** Task instructions **
Every entry should be reproduced word for word.

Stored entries
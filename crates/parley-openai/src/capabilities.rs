//! Capability ("tool") declarations and the invocations the model returns.
//!
//! Which capabilities a turn gets is a pure function of two inputs: the
//! caller's web-search toggle and whether the project has a document index.
//! Image generation is always offered, with an identical declaration on
//! every turn so the model can rely on its shape.

use serde_json::{Map, Value, json};

/// Function name the model uses to request an image.
pub const IMAGE_TOOL_NAME: &str = "generate_image";

const IMAGE_TOOL_DESCRIPTION: &str = "Generate an image for the project chat request.";

/// Result cap for document search over the project's index.
pub const DOCUMENT_SEARCH_MAX_RESULTS: u32 = 8;

/// Image size presets accepted by the image API.
#[derive(Debug, Clone, Copy, Default, PartialEq, Eq)]
pub enum ImageSize {
    #[default]
    Square,
    Landscape,
    Portrait,
}

impl ImageSize {
    pub const ALL: [ImageSize; 3] = [ImageSize::Square, ImageSize::Landscape, ImageSize::Portrait];

    pub fn as_str(self) -> &'static str {
        match self {
            ImageSize::Square => "1024x1024",
            ImageSize::Landscape => "1536x1024",
            ImageSize::Portrait => "1024x1536",
        }
    }

    pub fn from_preset(s: &str) -> Option<Self> {
        Self::ALL.into_iter().find(|size| size.as_str() == s.trim())
    }
}

/// A capability offered to the model for one turn.
#[derive(Debug, Clone, PartialEq)]
pub enum CapabilityDeclaration {
    WebSearch,
    DocumentSearch {
        index_id: String,
        max_results: u32,
    },
    ImageGeneration {
        name: String,
        description: String,
        parameters: Value,
    },
}

impl CapabilityDeclaration {
    /// The image-generation declaration. Always the same value.
    pub fn image_generation() -> Self {
        let sizes: Vec<&str> = ImageSize::ALL.iter().map(|s| s.as_str()).collect();

        CapabilityDeclaration::ImageGeneration {
            name: IMAGE_TOOL_NAME.to_string(),
            description: IMAGE_TOOL_DESCRIPTION.to_string(),
            parameters: json!({
                "type": "object",
                "properties": {
                    "prompt": {
                        "type": "string",
                        "description": "Full image description including style and subject."
                    },
                    "size": {
                        "type": "string",
                        "enum": sizes,
                        "description": "Optional size; landscape=1536x1024, portrait=1024x1536, square=1024x1024."
                    }
                },
                "required": ["prompt"]
            }),
        }
    }

    /// Wire shape for the completion endpoint's `tools` array.
    pub fn to_tool(&self) -> Value {
        match self {
            CapabilityDeclaration::WebSearch => json!({ "type": "web_search" }),
            CapabilityDeclaration::DocumentSearch {
                index_id,
                max_results,
            } => json!({
                "type": "file_search",
                "vector_store_ids": [index_id],
                "max_num_results": max_results,
            }),
            CapabilityDeclaration::ImageGeneration {
                name,
                description,
                parameters,
            } => json!({
                "type": "function",
                "name": name,
                "description": description,
                "parameters": parameters,
            }),
        }
    }
}

/// Capabilities for a turn, in fixed order: web search, document search,
/// image generation.
pub fn active_capabilities(
    web_search: bool,
    document_index_id: Option<&str>,
) -> Vec<CapabilityDeclaration> {
    let mut declarations = Vec::with_capacity(3);

    if web_search {
        declarations.push(CapabilityDeclaration::WebSearch);
    }

    if let Some(index_id) = document_index_id.filter(|id| !id.trim().is_empty()) {
        declarations.push(CapabilityDeclaration::DocumentSearch {
            index_id: index_id.to_string(),
            max_results: DOCUMENT_SEARCH_MAX_RESULTS,
        });
    }

    declarations.push(CapabilityDeclaration::image_generation());
    declarations
}

/// A function call found in the model output.
#[derive(Debug, Clone, PartialEq)]
pub enum CapabilityInvocation {
    /// Arguments exactly as the model sent them; defaults are applied later.
    GenerateImage {
        prompt: Option<String>,
        size: Option<String>,
    },
    Other {
        name: String,
        arguments: Value,
    },
}

impl CapabilityInvocation {
    /// Classify a function call by name.
    ///
    /// `arguments` may arrive as a JSON object or as a string holding JSON;
    /// anything unparseable is treated as no arguments.
    pub fn from_call(name: &str, arguments: &Value) -> Self {
        let args = normalize_arguments(arguments);

        if name != IMAGE_TOOL_NAME {
            return CapabilityInvocation::Other {
                name: name.to_string(),
                arguments: Value::Object(args),
            };
        }

        let string_arg = |key: &str| args.get(key).and_then(Value::as_str).map(str::to_string);

        CapabilityInvocation::GenerateImage {
            prompt: string_arg("prompt"),
            size: string_arg("size"),
        }
    }
}

fn normalize_arguments(arguments: &Value) -> Map<String, Value> {
    match arguments {
        Value::Object(map) => map.clone(),
        Value::String(raw) => match serde_json::from_str::<Value>(raw) {
            Ok(Value::Object(map)) => map,
            _ => Map::new(),
        },
        _ => Map::new(),
    }
}

#[cfg(test)]
mod tests {
    use super::*;

    #[test]
    fn size_presets_round_trip() {
        for size in ImageSize::ALL {
            assert_eq!(ImageSize::from_preset(size.as_str()), Some(size));
        }
        assert_eq!(ImageSize::from_preset("512x512"), None);
        assert_eq!(ImageSize::default(), ImageSize::Square);
    }

    #[test]
    fn string_arguments_are_parsed() {
        let call = CapabilityInvocation::from_call(
            IMAGE_TOOL_NAME,
            &Value::String(r#"{"prompt":"a red bicycle","size":"1536x1024"}"#.to_string()),
        );
        assert_eq!(
            call,
            CapabilityInvocation::GenerateImage {
                prompt: Some("a red bicycle".to_string()),
                size: Some("1536x1024".to_string()),
            }
        );
    }

    #[test]
    fn garbage_arguments_become_empty() {
        let call = CapabilityInvocation::from_call(IMAGE_TOOL_NAME, &Value::String("{".into()));
        assert_eq!(
            call,
            CapabilityInvocation::GenerateImage {
                prompt: None,
                size: None
            }
        );
    }

    #[test]
    fn other_functions_are_kept_by_name() {
        let call = CapabilityInvocation::from_call("lookup_weather", &json!({ "city": "Oslo" }));
        assert!(matches!(
            call,
            CapabilityInvocation::Other { ref name, .. } if name == "lookup_weather"
        ));
    }

    #[test]
    fn blank_index_id_does_not_enable_document_search() {
        let caps = active_capabilities(false, Some("  "));
        assert_eq!(caps, vec![CapabilityDeclaration::image_generation()]);
    }
}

** Answer section **
filename crates/parley-openai/src/capabilities.rs
//! Capability ("tool") declarations and the invocations the model returns.
//!
//! Which capabilities a turn gets is a pure function of two inputs: the
//! caller's web-search toggle and whether the project has a document index.
//! Image generation is always offered, with an identical declaration on
//! every turn so the model can rely on its shape.

use serde_json::{Map, Value, json};

/// Function name the model uses to request an image.
pub const IMAGE_TOOL_NAME: &str = "generate_image";

const IMAGE_TOOL_DESCRIPTION: &str = "Generate an image for the project chat request.";

/// Result cap for document search over the project's index.
pub const DOCUMENT_SEARCH_MAX_RESULTS: u32 = 8;

/// Image size presets accepted by the image API.
#[derive(Debug, Clone, Copy, Default, PartialEq, Eq)]
pub enum ImageSize {
    #[default]
    Square,
    Landscape,
    Portrait,
}

impl ImageSize {
    pub const ALL: [ImageSize; 3] = [ImageSize::Square, ImageSize::Landscape, ImageSize::Portrait];

    pub fn as_str(self) -> &'static str {
        match self {
            ImageSize::Square => "1024x1024",
            ImageSize::Landscape => "1536x1024",
            ImageSize::Portrait => "1024x1536",
        }
    }

    pub fn from_preset(s: &str) -> Option<Self> {
        Self::ALL.into_iter().find(|size| size.as_str() == s.trim())
    }
}

/// A capability offered to the model for one turn.
#[derive(Debug, Clone, PartialEq)]
pub enum CapabilityDeclaration {
    WebSearch,
    DocumentSearch {
        index_id: String,
        max_results: u32,
    },
    ImageGeneration {
        name: String,
        description: String,
        parameters: Value,
    },
}

impl CapabilityDeclaration {
    /// The image-generation declaration. Always the same value.
    pub fn image_generation() -> Self {
        let sizes: Vec<&str> = ImageSize::ALL.iter().map(|s| s.as_str()).collect();

        CapabilityDeclaration::ImageGeneration {
            name: IMAGE_TOOL_NAME.to_string(),
            description: IMAGE_TOOL_DESCRIPTION.to_string(),
            parameters: json!({
                "type": "object",
                "properties": {
                    "prompt": {
                        "type": "string",
                        "description": "Full image description including style and subject."
                    },
                    "size": {
                        "type": "string",
                        "enum": sizes,
                        "description": "Optional size; landscape=1536x1024, portrait=1024x1536, square=1024x1024."
                    }
                },
                "required": ["prompt"]
            }),
        }
    }

    /// Wire shape for the completion endpoint's `tools` array.
    pub fn to_tool(&self) -> Value {
        match self {
            CapabilityDeclaration::WebSearch => json!({ "type": "web_search" }),
            CapabilityDeclaration::DocumentSearch {
                index_id,
                max_results,
            } => json!({
                "type": "file_search",
                "vector_store_ids": [index_id],
                "max_num_results": max_results,
            }),
            CapabilityDeclaration::ImageGeneration {
                name,
                description,
                parameters,
            } => json!({
                "type": "function",
                "name": name,
                "description": description,
                "parameters": parameters,
            }),
        }
    }
}

/// Capabilities for a turn, in fixed order: web search, document search,
/// image generation.
pub fn active_capabilities(
    web_search: bool,
    document_index_id: Option<&str>,
) -> Vec<CapabilityDeclaration> {
    let mut declarations = Vec::with_capacity(3);

    if web_search {
        declarations.push(CapabilityDeclaration::WebSearch);
    }

    if let Some(index_id) = document_index_id.filter(|id| !id.trim().is_empty()) {
        declarations.push(CapabilityDeclaration::DocumentSearch {
            index_id: index_id.to_string(),
            max_results: DOCUMENT_SEARCH_MAX_RESULTS,
        });
    }

    declarations.push(CapabilityDeclaration::image_generation());
    declarations
}

/// A function call found in the model output.
#[derive(Debug, Clone, PartialEq)]
pub enum CapabilityInvocation {
    /// Arguments exactly as the model sent them; defaults are applied later.
    GenerateImage {
        prompt: Option<String>,
        size: Option<String>,
    },
    Other {
        name: String,
        arguments: Value,
    },
}

impl CapabilityInvocation {
    /// Classify a function call by name.
    ///
    /// `arguments` may arrive as a JSON object or as a string holding JSON;
    /// anything unparseable is treated as no arguments.
    pub fn from_call(name: &str, arguments: &Value) -> Self {
        let args = normalize_arguments(arguments);

        if name != IMAGE_TOOL_NAME {
            return CapabilityInvocation::Other {
                name: name.to_string(),
                arguments: Value::Object(args),
            };
        }

        let string_arg = |key: &str| args.get(key).and_then(Value::as_str).map(str::to_string);

        CapabilityInvocation::GenerateImage {
            prompt: string_arg("prompt"),
            size: string_arg("size"),
        }
    }
}

fn normalize_arguments(arguments: &Value) -> Map<String, Value> {
    match arguments {
        Value::Object(map) => map.clone(),
        Value::String(raw) => match serde_json::from_str::<Value>(raw) {
            Ok(Value::Object(map)) => map,
            _ => Map::new(),
        },
        _ => Map::new(),
    }
}

#[cfg(test)]
mod tests {
    use super::*;

    #[test]
    fn size_presets_round_trip() {
        for size in ImageSize::ALL {
            assert_eq!(ImageSize::from_preset(size.as_str()), Some(size));
        }
        assert_eq!(ImageSize::from_preset("512x512"), None);
        assert_eq!(ImageSize::default(), ImageSize::Square);
    }

    #[test]
    fn string_arguments_are_parsed() {
        let call = CapabilityInvocation::from_call(
            IMAGE_TOOL_NAME,
            &Value::String(r#"{"prompt":"a red bicycle","size":"1536x1024"}"#.to_string()),
        );
        assert_eq!(
            call,
            CapabilityInvocation::GenerateImage {
                prompt: Some("a red bicycle".to_string()),
                size: Some("1536x1024".to_string()),
            }
        );
    }

    #[test]
    fn garbage_arguments_become_empty() {
        let call = CapabilityInvocation::from_call(IMAGE_TOOL_NAME, &Value::String("{".into()));
        assert_eq!(
            call,
            CapabilityInvocation::GenerateImage {
                prompt: None,
                size: None
            }
        );
    }

    #[test]
    fn other_functions_are_kept_by_name() {
        let call = CapabilityInvocation::from_call("lookup_weather", &json!({ "city": "Oslo" }));
        assert!(matches!(
            call,
            CapabilityInvocation::Other { ref name, .. } if name == "lookup_weather"
        ));
    }

    #[test]
    fn blank_index_id_does_not_enable_document_search() {
        let caps = active_capabilities(false, Some("  "));
        assert_eq!(caps, vec![CapabilityDeclaration::image_generation()]);
    }
}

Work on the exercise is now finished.